Stored data entries
== Segment start ==

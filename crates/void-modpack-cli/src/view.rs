//! Text and JSON rendering of mod lists, plans and sync results

use std::io::Write;

use void_modpack_core::{format_bytes, ModManager, SyncAction, SyncPlan, SyncResult};

/// Show at most this many items per section in text output
const MAX_LISTED: usize = 20;

pub fn write_mod_list(manager: &ModManager, out: &mut impl Write) -> anyhow::Result<()> {
    match manager.minecraft_dir() {
        Some(dir) => writeln!(out, "Minecraft directory: {}", dir.display())?,
        None => writeln!(out, "Minecraft directory: not configured")?,
    }

    let registry = manager.registry();
    if registry.is_empty() {
        writeln!(out, "No mods.")?;
        return Ok(());
    }

    for (index, entry) in registry.entries().iter().enumerate() {
        let check = if entry.enabled { "x" } else { " " };
        writeln!(
            out,
            "  {:>3}. [{}] {}  ({})",
            index + 1,
            check,
            entry.display_name(),
            entry.path.display()
        )?;
    }
    writeln!(
        out,
        "{} mods, {} enabled",
        registry.len(),
        registry.enabled_count()
    )?;

    for path in registry.duplicate_paths() {
        writeln!(out, "Warning: {} is listed more than once", path.display())?;
    }

    Ok(())
}

pub fn write_mod_list_json(manager: &ModManager, out: &mut impl Write) -> anyhow::Result<()> {
    let registry = manager.registry();
    let duplicates: Vec<_> = registry
        .duplicate_paths()
        .iter()
        .map(|p| p.to_string_lossy().into_owned())
        .collect();

    writeln!(
        out,
        "{}",
        serde_json::json!({
            "minecraft_dir": manager.minecraft_dir().map(|p| p.to_string_lossy()),
            "mods": registry.entries(),
            "enabled": registry.enabled_count(),
            "duplicates": duplicates,
        })
    )?;
    Ok(())
}

pub fn write_plan(plan: &SyncPlan, out: &mut impl Write) -> anyhow::Result<()> {
    writeln!(out, "Sync Preview ({}):", plan.mods_dir.display())?;
    writeln!(out, "  Remove: {}", plan.remove_count())?;
    writeln!(out, "  Copy:   {} ({})", plan.copy_count(), plan.size_display())?;
    writeln!(out, "  Retain: {}", plan.retain_count())?;

    for action in [SyncAction::Remove, SyncAction::Copy, SyncAction::Retain] {
        let items: Vec<_> = plan.items_with(action).collect();
        if items.is_empty() {
            continue;
        }
        writeln!(out)?;
        writeln!(out, "{}:", action)?;
        for item in items.iter().take(MAX_LISTED) {
            match (&item.source, action) {
                (Some(source), SyncAction::Copy) => writeln!(
                    out,
                    "  {}  <- {} ({})",
                    item.display_name(),
                    source.display(),
                    format_bytes(item.size_bytes)
                )?,
                _ => writeln!(out, "  {}", item.display_name())?,
            }
        }
        if items.len() > MAX_LISTED {
            writeln!(out, "  ... and {} more", items.len() - MAX_LISTED)?;
        }
    }

    if !plan.has_changes() {
        writeln!(out)?;
        writeln!(out, "Mods folder is already up to date.")?;
    }

    Ok(())
}

pub fn write_plan_json(plan: &SyncPlan, out: &mut impl Write) -> anyhow::Result<()> {
    writeln!(
        out,
        "{}",
        serde_json::json!({
            "summary": {
                "remove": plan.remove_count(),
                "copy": plan.copy_count(),
                "retain": plan.retain_count(),
                "copy_bytes": plan.total_copy_bytes(),
            },
            "plan": plan,
        })
    )?;
    Ok(())
}

pub fn write_sync_result(result: &SyncResult, out: &mut impl Write) -> anyhow::Result<()> {
    writeln!(out, "Sync Complete:")?;
    writeln!(out, "  Removed: {}", result.removed)?;
    writeln!(
        out,
        "  Copied:  {} ({})",
        result.copied,
        format_bytes(result.bytes_copied)
    )?;
    writeln!(out, "  Retained: {}", result.retained)?;
    writeln!(out, "  Installed mods: {}", result.installed())?;
    Ok(())
}
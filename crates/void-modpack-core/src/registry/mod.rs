//! Ordered collection of mod entries

mod entry;

pub use entry::ModEntry;

use std::collections::HashMap;
use std::ffi::OsStr;
use std::fs;
use std::path::{Path, PathBuf};
use walkdir::WalkDir;

use crate::config::{is_mod_archive, mods_dir_of};
use crate::error::{Error, Result};
use crate::sync::{self, ProgressCallback, SyncPlan, SyncResult};

/// Whether the registry has been populated from a mods folder yet
#[derive(Debug, Clone, Copy, PartialEq, Eq, Default)]
pub enum RegistryState {
    /// Nothing scanned yet
    #[default]
    Unloaded,
    /// Populated by at least one directory scan
    Loaded,
}

/// Ordered list of mods and their enabled state.
///
/// Insertion order is significant: it is the order copies happen in during
/// sync, so later entries win when two share a file name.
#[derive(Debug, Clone, Default)]
pub struct ModRegistry {
    entries: Vec<ModEntry>,
    state: RegistryState,
}

impl ModRegistry {
    /// Create an empty, unloaded registry
    pub fn new() -> Self {
        Self::default()
    }

    /// Replace the registry contents with the archives found in `<root>/mods`.
    ///
    /// The mods folder is created when missing. Every entry starts enabled.
    /// Returns the number of entries loaded.
    pub fn load_from_directory(&mut self, root: Option<&Path>) -> Result<usize> {
        let root = root.ok_or(Error::DirectoryNotConfigured)?;
        let mods_dir = mods_dir_of(root);

        if !mods_dir.exists() {
            tracing::info!("Creating mods folder at {}", mods_dir.display());
            fs::create_dir_all(&mods_dir)?;
        }

        let mut entries = Vec::new();
        for entry in WalkDir::new(&mods_dir)
            .min_depth(1)
            .max_depth(1)
            .sort_by_file_name()
        {
            let entry = entry?;
            let path = entry.path();
            // Follows links: only archives that can actually be copied are listed
            if path.is_file() && is_mod_archive(path) {
                entries.push(ModEntry::new(path));
            }
        }

        if self.state == RegistryState::Loaded && self.entries != entries {
            tracing::warn!(
                "Reloading {} discards {} unsynced entries",
                mods_dir.display(),
                self.entries.len()
            );
        }

        tracing::info!("Loaded {} mods from {}", entries.len(), mods_dir.display());
        self.entries = entries;
        self.state = RegistryState::Loaded;
        Ok(self.entries.len())
    }

    /// Append an enabled entry for an archive on disk.
    ///
    /// Paths already in the registry are added again; see [`Self::duplicate_paths`].
    pub fn add_entry(&mut self, path: impl Into<PathBuf>) -> Result<()> {
        let path = path.into();
        if !path.exists() {
            return Err(Error::FileNotFound(path));
        }

        if self.get(&path).is_some() {
            tracing::warn!("{} is already in the mod list; adding a duplicate", path.display());
        }

        tracing::debug!("Adding mod {}", path.display());
        self.entries.push(ModEntry::new(path));
        Ok(())
    }

    /// Set the enabled flag of the first entry whose path equals `path`
    pub fn set_enabled(&mut self, path: &Path, enabled: bool) -> Result<()> {
        let entry = self
            .entries
            .iter_mut()
            .find(|entry| entry.matches(path))
            .ok_or_else(|| Error::ModNotFound(path.to_path_buf()))?;

        tracing::debug!(
            "{} {}",
            if enabled { "Enabling" } else { "Disabling" },
            path.display()
        );
        entry.enabled = enabled;
        Ok(())
    }

    /// Work out what [`Self::synchronize`] would do without touching anything
    pub fn plan_sync(&self, root: Option<&Path>) -> Result<SyncPlan> {
        let root = root.ok_or(Error::DirectoryNotConfigured)?;
        SyncPlan::build(&self.entries, &mods_dir_of(root))
    }

    /// Make `<root>/mods` hold exactly the enabled archives
    pub fn synchronize(&self, root: Option<&Path>) -> Result<SyncResult> {
        self.synchronize_with_progress(root, None)
    }

    /// Same as [`Self::synchronize`], reporting each step to `progress`
    pub fn synchronize_with_progress(
        &self,
        root: Option<&Path>,
        progress: Option<&ProgressCallback>,
    ) -> Result<SyncResult> {
        let root = root.ok_or(Error::DirectoryNotConfigured)?;
        let mods_dir = mods_dir_of(root);
        if !mods_dir.exists() {
            fs::create_dir_all(&mods_dir)?;
        }

        let plan = SyncPlan::build(&self.entries, &mods_dir)?;
        sync::execute(&plan, progress)
    }

    /// All entries in insertion order
    pub fn entries(&self) -> &[ModEntry] {
        &self.entries
    }

    /// Enabled entries in insertion order
    pub fn enabled(&self) -> impl Iterator<Item = &ModEntry> {
        self.entries.iter().filter(|entry| entry.enabled)
    }

    pub fn enabled_count(&self) -> usize {
        self.enabled().count()
    }

    pub fn len(&self) -> usize {
        self.entries.len()
    }

    pub fn is_empty(&self) -> bool {
        self.entries.is_empty()
    }

    pub fn state(&self) -> RegistryState {
        self.state
    }

    pub fn is_loaded(&self) -> bool {
        self.state == RegistryState::Loaded
    }

    /// First entry with the given path
    pub fn get(&self, path: &Path) -> Option<&ModEntry> {
        self.entries.iter().find(|entry| entry.matches(path))
    }

    /// First entry whose file name equals `name`
    pub fn find_by_file_name(&self, name: &str) -> Option<&ModEntry> {
        self.entries
            .iter()
            .find(|entry| entry.file_name() == Some(OsStr::new(name)))
    }

    /// Paths that appear more than once, in first-seen order
    pub fn duplicate_paths(&self) -> Vec<&Path> {
        let mut counts: HashMap<&Path, usize> = HashMap::new();
        for entry in &self.entries {
            *counts.entry(entry.path.as_path()).or_default() += 1;
        }

        let mut duplicates = Vec::new();
        for entry in &self.entries {
            let path = entry.path.as_path();
            if counts.get(path).copied().unwrap_or(0) > 1 && !duplicates.contains(&path) {
                duplicates.push(path);
            }
        }
        duplicates
    }
}
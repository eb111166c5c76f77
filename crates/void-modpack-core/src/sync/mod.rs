//! Mirroring the enabled mods into a Minecraft mods folder

mod engine;
mod plan;

pub use engine::{
    copy_preserving_metadata, execute, ProgressCallback, SyncPhase, SyncProgress, SyncResult,
};
pub use plan::{format_bytes, SyncAction, SyncItem, SyncPlan};
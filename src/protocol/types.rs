//! RESP Reply Types
//!
//! This module defines the values the server writes back to clients and
//! their wire encoding.
//!
//! ## Protocol Format
//!
//! Each RESP type starts with a type prefix byte:
//! - `+` Simple String
//! - `-` Error
//! - `:` Integer
//! - `$` Bulk String
//! - `*` Array
//!
//! All types are terminated with CRLF (`\r\n`).
//!
//! ## Examples
//!
//! Simple String: `+OK\r\n`
//! Error: `-ERR unknown command\r\n`
//! Integer: `:1000\r\n`
//! Bulk String: `$5\r\nhello\r\n`
//! Array: `*2\r\n$3\r\nGET\r\n$4\r\nname\r\n`
//! Null Bulk String: `$-1\r\n`

use bytes::Bytes;

/// The CRLF terminator used in RESP protocol
pub const CRLF: &[u8] = b"\r\n";

/// RESP protocol type prefixes
pub mod prefix {
    pub const SIMPLE_STRING: u8 = b'+';
    pub const ERROR: u8 = b'-';
    pub const INTEGER: u8 = b':';
    pub const BULK_STRING: u8 = b'$';
    pub const ARRAY: u8 = b'*';
}

/// A value in the RESP protocol.
#[derive(Debug, Clone, PartialEq, Eq)]
pub enum RespValue {
    /// Status reply, must not contain CRLF.
    /// Format: `+<string>\r\n`
    SimpleString(String),

    /// Error reply.
    /// Format: `-<error message>\r\n`
    Error(String),

    /// 64-bit signed integer.
    /// Format: `:<integer>\r\n`
    Integer(i64),

    /// Binary-safe string.
    /// Format: `$<length>\r\n<data>\r\n`
    BulkString(Bytes),

    /// Null bulk string: `$-1\r\n`
    Null,

    /// Format: `*<count>\r\n<element1><element2>...`
    Array(Vec<RespValue>),
}

impl RespValue {
    /// Creates a new simple string response.
    ///
    /// # Example
    /// ```
    /// use snapkv::protocol::types::RespValue;
    /// let ok = RespValue::simple_string("OK");
    /// ```
    pub fn simple_string(s: impl Into<String>) -> Self {
        RespValue::SimpleString(s.into())
    }

    /// Creates a new error response.
    pub fn error(s: impl Into<String>) -> Self {
        RespValue::Error(s.into())
    }

    pub fn integer(n: i64) -> Self {
        RespValue::Integer(n)
    }

    /// Creates a new bulk string response.
    ///
    /// # Example
    /// ```
    /// use snapkv::protocol::types::RespValue;
    /// use bytes::Bytes;
    /// let bulk = RespValue::bulk_string(Bytes::from("hello"));
    /// assert_eq!(bulk.serialize(), b"$5\r\nhello\r\n");
    /// ```
    pub fn bulk_string(data: impl Into<Bytes>) -> Self {
        RespValue::BulkString(data.into())
    }

    pub fn null() -> Self {
        RespValue::Null
    }

    pub fn array(values: Vec<RespValue>) -> Self {
        RespValue::Array(values)
    }

    /// Builds the array-of-bulk-strings frame a client sends for a command.
    ///
    /// # Example
    /// ```
    /// use snapkv::protocol::types::RespValue;
    /// let cmd = RespValue::command(["ECHO", "hi"]);
    /// assert_eq!(cmd.serialize(), b"*2\r\n$4\r\nECHO\r\n$2\r\nhi\r\n");
    /// ```
    pub fn command<I, A>(args: I) -> Self
    where
        I: IntoIterator<Item = A>,
        A: Into<Bytes>,
    {
        RespValue::Array(
            args.into_iter()
                .map(|arg| RespValue::BulkString(arg.into()))
                .collect(),
        )
    }

    pub fn ok() -> Self {
        RespValue::SimpleString("OK".to_string())
    }

    pub fn pong() -> Self {
        RespValue::SimpleString("PONG".to_string())
    }

    /// Serializes the value into its wire representation.
    pub fn serialize(&self) -> Vec<u8> {
        let mut buf = Vec::new();
        self.serialize_into(&mut buf);
        buf
    }

    /// Serializes the value into an existing buffer.
    pub fn serialize_into(&self, buf: &mut Vec<u8>) {
        match self {
            RespValue::SimpleString(s) => {
                debug_assert!(!s.contains("\r\n"), "status reply contains CRLF");
                buf.push(prefix::SIMPLE_STRING);
                buf.extend_from_slice(s.as_bytes());
                buf.extend_from_slice(CRLF);
            }
            RespValue::Error(s) => {
                buf.push(prefix::ERROR);
                buf.extend_from_slice(s.as_bytes());
                buf.extend_from_slice(CRLF);
            }
            RespValue::Integer(n) => {
                buf.push(prefix::INTEGER);
                buf.extend_from_slice(n.to_string().as_bytes());
                buf.extend_from_slice(CRLF);
            }
            RespValue::BulkString(data) => {
                buf.push(prefix::BULK_STRING);
                buf.extend_from_slice(data.len().to_string().as_bytes());
                buf.extend_from_slice(CRLF);
                buf.extend_from_slice(data);
                buf.extend_from_slice(CRLF);
            }
            RespValue::Null => {
                buf.push(prefix::BULK_STRING);
                buf.extend_from_slice(b"-1");
                buf.extend_from_slice(CRLF);
            }
            RespValue::Array(values) => {
                buf.push(prefix::ARRAY);
                buf.extend_from_slice(values.len().to_string().as_bytes());
                buf.extend_from_slice(CRLF);
                for value in values {
                    value.serialize_into(buf);
                }
            }
        }
    }

    pub fn is_error(&self) -> bool {
        matches!(self, RespValue::Error(_))
    }
}
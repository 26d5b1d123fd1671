//! snapkv - A Small In-Memory Key-Value Server
//!
//! This is the main entry point for the snapkv server.
//! It parses the command line, sets up logging, and runs the server until
//! Ctrl+C.

use anyhow::Context;
use snapkv::config::{RuntimeConfig, ServerConfig};
use snapkv::server::Server;
use tokio::signal;
use tracing::{error, info};
use tracing_subscriber::EnvFilter;

/// Parse configuration from command-line arguments
fn config_from_args() -> ServerConfig {
    let mut config = ServerConfig::default();
    let mut runtime = RuntimeConfig::default();
    let args: Vec<String> = std::env::args().collect();

    let mut i = 1;
    while i < args.len() {
        match args[i].as_str() {
            "--host" | "-h" => {
                config.host = required_value(&args, i, "--host");
                i += 2;
            }
            "--port" | "-p" => {
                config.port = required_value(&args, i, "--port")
                    .parse()
                    .unwrap_or_else(|_| {
                        eprintln!("Error: invalid port number");
                        std::process::exit(1);
                    });
                i += 2;
            }
            "--dir" => {
                runtime.dir = Some(required_value(&args, i, "--dir"));
                i += 2;
            }
            "--dbfilename" => {
                runtime.dbfilename = Some(required_value(&args, i, "--dbfilename"));
                i += 2;
            }
            "--help" => {
                print_help();
                std::process::exit(0);
            }
            "--version" | "-v" => {
                println!("snapkv version {}", snapkv::VERSION);
                std::process::exit(0);
            }
            _ => {
                eprintln!("Unknown argument: {}", args[i]);
                print_help();
                std::process::exit(1);
            }
        }
    }

    config.with_runtime(runtime)
}

fn required_value(args: &[String], i: usize, flag: &str) -> String {
    match args.get(i + 1) {
        Some(value) => value.clone(),
        None => {
            eprintln!("Error: {} requires a value", flag);
            std::process::exit(1);
        }
    }
}

fn print_help() {
    println!(
        r#"
snapkv - A Small In-Memory Key-Value Server

USAGE:
    snapkv [OPTIONS]

OPTIONS:
    -h, --host <HOST>          Host to bind to (default: 127.0.0.1)
    -p, --port <PORT>          Port to listen on (default: 6379)
        --dir <DIR>            Directory SAVE writes into (created if missing)
        --dbfilename <NAME>    Snapshot file name inside --dir
    -v, --version              Print version information
        --help                 Print this help message

ENVIRONMENT:
    RUST_LOG                   Log filter (default: info)

EXAMPLES:
    snapkv                                      # Start on 127.0.0.1:6379
    snapkv --port 6380                          # Start on port 6380
    snapkv --dir /tmp/data --dbfilename dump.rdb

CONNECTING:
    $ redis-cli -p 6379
    127.0.0.1:6379> SET name "snap" PX 5000
    OK
    127.0.0.1:6379> GET name
    "snap"
    127.0.0.1:6379> SAVE
    OK
"#
    );
}

#[tokio::main]
async fn main() -> anyhow::Result<()> {
    let config = config_from_args();

    let filter = EnvFilter::try_from_default_env().unwrap_or_else(|_| EnvFilter::new("info"));
    tracing_subscriber::fmt()
        .with_env_filter(filter)
        .with_target(false)
        .with_thread_ids(false)
        .with_file(false)
        .with_line_number(false)
        .init();

    if let Some(dir) = &config.runtime.dir {
        std::fs::create_dir_all(dir)
            .with_context(|| format!("failed to create snapshot directory {}", dir))?;
    }

    info!(
        version = snapkv::VERSION,
        dir = config.runtime.dir.as_deref().unwrap_or("-"),
        dbfilename = config.runtime.dbfilename.as_deref().unwrap_or("-"),
        "Starting snapkv"
    );

    let server = Server::bind(config).await?;
    info!("Ready to accept connections on {}", server.local_addr());

    let shutdown = server.shutdown_handle();
    tokio::spawn(async move {
        match signal::ctrl_c().await {
            Ok(()) => {
                info!("Shutdown signal received, stopping server...");
                shutdown.shutdown();
            }
            Err(e) => error!(error = %e, "Failed to install Ctrl+C handler"),
        }
    });

    server.run().await?;

    info!("Server shutdown complete");
    Ok(())
}
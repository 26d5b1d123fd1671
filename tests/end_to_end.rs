//! End-to-end tests against a real server on a loopback port.

use snapkv::config::{RuntimeConfig, ServerConfig};
use snapkv::server::{Server, ShutdownHandle};
use std::net::SocketAddr;
use std::time::Duration;
use tokio::io::{AsyncReadExt, AsyncWriteExt};
use tokio::net::TcpStream;
use tokio::task::JoinHandle;

struct TestServer {
    addr: SocketAddr,
    shutdown: ShutdownHandle,
    task: JoinHandle<Result<(), snapkv::ServerError>>,
}

impl TestServer {
    async fn start(runtime: RuntimeConfig) -> Self {
        let config = ServerConfig::new().with_port(0).with_runtime(runtime);
        let server = Server::bind(config).await.unwrap();
        let addr = server.local_addr();
        let shutdown = server.shutdown_handle();
        let task = tokio::spawn(server.run());
        Self {
            addr,
            shutdown,
            task,
        }
    }

    async fn stop(self) {
        self.shutdown.shutdown();
        tokio::time::timeout(Duration::from_secs(5), self.task)
            .await
            .expect("server did not stop in time")
            .unwrap()
            .unwrap();
    }
}

async fn connect(addr: SocketAddr) -> TcpStream {
    TcpStream::connect(addr).await.unwrap()
}

fn encode(args: &[&str]) -> Vec<u8> {
    let mut out = format!("*{}\r\n", args.len()).into_bytes();
    for arg in args {
        out.extend_from_slice(format!("${}\r\n{}\r\n", arg.len(), arg).as_bytes());
    }
    out
}

/// Sends raw bytes and reads exactly `expected.len()` bytes back.
async fn roundtrip(stream: &mut TcpStream, request: &[u8], expected: &[u8]) {
    stream.write_all(request).await.unwrap();
    let mut reply = vec![0u8; expected.len()];
    tokio::time::timeout(Duration::from_secs(2), stream.read_exact(&mut reply))
        .await
        .expect("timed out waiting for reply")
        .unwrap();
    assert_eq!(
        String::from_utf8_lossy(&reply),
        String::from_utf8_lossy(expected)
    );
}

#[tokio::test]
async fn ping_replies_pong() {
    let server = TestServer::start(RuntimeConfig::new()).await;
    let mut client = connect(server.addr).await;

    roundtrip(&mut client, &encode(&["PING"]), b"+PONG\r\n").await;
    roundtrip(&mut client, b"PING\r\n", b"+PONG\r\n").await;

    server.stop().await;
}

#[tokio::test]
async fn echo_returns_argument() {
    let server = TestServer::start(RuntimeConfig::new()).await;
    let mut client = connect(server.addr).await;

    roundtrip(&mut client, b"*2\r\n$4\r\nECHO\r\n$2\r\nhi\r\n", b"$2\r\nhi\r\n").await;

    server.stop().await;
}

#[tokio::test]
async fn set_with_px_expires() {
    let server = TestServer::start(RuntimeConfig::new()).await;
    let mut client = connect(server.addr).await;

    roundtrip(&mut client, &encode(&["SET", "foo", "bar", "PX", "50"]), b"+OK\r\n").await;
    roundtrip(&mut client, &encode(&["GET", "foo"]), b"$3\r\nbar\r\n").await;

    tokio::time::sleep(Duration::from_millis(60)).await;
    roundtrip(&mut client, &encode(&["GET", "foo"]), b"$-1\r\n").await;

    server.stop().await;
}

#[tokio::test]
async fn set_overwrites_previous_value() {
    let server = TestServer::start(RuntimeConfig::new()).await;
    let mut client = connect(server.addr).await;

    roundtrip(&mut client, &encode(&["SET", "a", "1"]), b"+OK\r\n").await;
    roundtrip(&mut client, &encode(&["SET", "a", "2"]), b"+OK\r\n").await;
    roundtrip(&mut client, &encode(&["GET", "a"]), b"$1\r\n2\r\n").await;

    server.stop().await;
}

#[tokio::test]
async fn config_get_dir() {
    let server = TestServer::start(RuntimeConfig::new().with_dir("/tmp/data")).await;
    let mut client = connect(server.addr).await;

    roundtrip(
        &mut client,
        &encode(&["CONFIG", "GET", "dir"]),
        b"*2\r\n$3\r\ndir\r\n$9\r\n/tmp/data\r\n",
    )
    .await;

    server.stop().await;
}

#[tokio::test]
async fn save_writes_snapshot_file() {
    let dir = tempfile::tempdir().unwrap();
    let runtime = RuntimeConfig::new()
        .with_dir(dir.path().to_string_lossy())
        .with_dbfilename("dump.rdb");
    let server = TestServer::start(runtime).await;
    let mut client = connect(server.addr).await;

    roundtrip(&mut client, &encode(&["SET", "greeting", "hello"]), b"+OK\r\n").await;
    roundtrip(&mut client, &encode(&["SET", "gone", "x", "PX", "1"]), b"+OK\r\n").await;
    tokio::time::sleep(Duration::from_millis(10)).await;
    roundtrip(&mut client, &encode(&["SAVE"]), b"+OK\r\n").await;

    let contents = std::fs::read(dir.path().join("dump.rdb")).unwrap();
    assert!(contents.starts_with(b"REDIS0011"));

    let has = |needle: &[u8]| contents.windows(needle.len()).any(|w| w == needle);
    assert!(has(b"\x08greeting\x05hello"));
    assert!(!has(b"gone"));

    server.stop().await;
}

#[tokio::test]
async fn save_without_configuration_fails_softly() {
    let server = TestServer::start(RuntimeConfig::new()).await;
    let mut client = connect(server.addr).await;

    client.write_all(&encode(&["SAVE"])).await.unwrap();
    let mut first = [0u8; 1];
    client.read_exact(&mut first).await.unwrap();
    assert_eq!(&first, b"-");

    let mut rest = Vec::new();
    loop {
        let mut byte = [0u8; 1];
        client.read_exact(&mut byte).await.unwrap();
        rest.push(byte[0]);
        if rest.ends_with(b"\r\n") {
            break;
        }
    }

    // The connection is still usable.
    roundtrip(&mut client, &encode(&["PING"]), b"+PONG\r\n").await;

    server.stop().await;
}

#[tokio::test]
async fn fragmented_and_pipelined_requests() {
    let server = TestServer::start(RuntimeConfig::new()).await;
    let mut client = connect(server.addr).await;

    let request = encode(&["ECHO", "fragmented"]);
    let (head, tail) = request.split_at(7);
    client.write_all(head).await.unwrap();
    client.flush().await.unwrap();
    tokio::time::sleep(Duration::from_millis(20)).await;
    roundtrip(&mut client, tail, b"$10\r\nfragmented\r\n").await;

    let mut pipelined = encode(&["SET", "k", "v"]);
    pipelined.extend_from_slice(&encode(&["GET", "k"]));
    pipelined.extend_from_slice(&encode(&["DBSIZE"]));
    roundtrip(&mut client, &pipelined, b"+OK\r\n$1\r\nv\r\n:1\r\n").await;

    server.stop().await;
}

#[tokio::test]
async fn malformed_frame_does_not_close_connection() {
    let server = TestServer::start(RuntimeConfig::new()).await;
    let mut client = connect(server.addr).await;

    let mut request = b"*oops\r\ngarbage\r\n".to_vec();
    request.extend_from_slice(&encode(&["PING"]));
    roundtrip(&mut client, &request, b"+PONG\r\n").await;

    server.stop().await;
}

#[tokio::test]
async fn clients_share_one_store() {
    let server = TestServer::start(RuntimeConfig::new()).await;
    let mut writer = connect(server.addr).await;
    let mut reader = connect(server.addr).await;

    roundtrip(&mut writer, &encode(&["SET", "shared", "yes"]), b"+OK\r\n").await;
    roundtrip(&mut reader, &encode(&["GET", "shared"]), b"$3\r\nyes\r\n").await;

    server.stop().await;
}

#[tokio::test]
async fn quit_closes_connection() {
    let server = TestServer::start(RuntimeConfig::new()).await;
    let mut client = connect(server.addr).await;

    roundtrip(&mut client, &encode(&["QUIT"]), b"+OK\r\n").await;

    let mut rest = Vec::new();
    let n = client.read_to_end(&mut rest).await.unwrap();
    assert_eq!(n, 0);

    server.stop().await;
}

#[tokio::test]
async fn graceful_shutdown_closes_clients() {
    let server = TestServer::start(RuntimeConfig::new()).await;
    let addr = server.addr;

    let mut clients = Vec::new();
    for _ in 0..5 {
        let mut client = connect(addr).await;
        roundtrip(&mut client, &encode(&["PING"]), b"+PONG\r\n").await;
        clients.push(client);
    }

    server.stop().await;

    for mut client in clients {
        let mut rest = Vec::new();
        let n = client.read_to_end(&mut rest).await.unwrap_or(0);
        assert_eq!(n, 0);
    }

    assert!(TcpStream::connect(addr).await.is_err());
}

== Segment end ==

In the data above, which lines include "Creates"? Return those lines.

    /// Creates a new simple string response.
    /// Creates a new error response.
    /// Creates a new bulk string response.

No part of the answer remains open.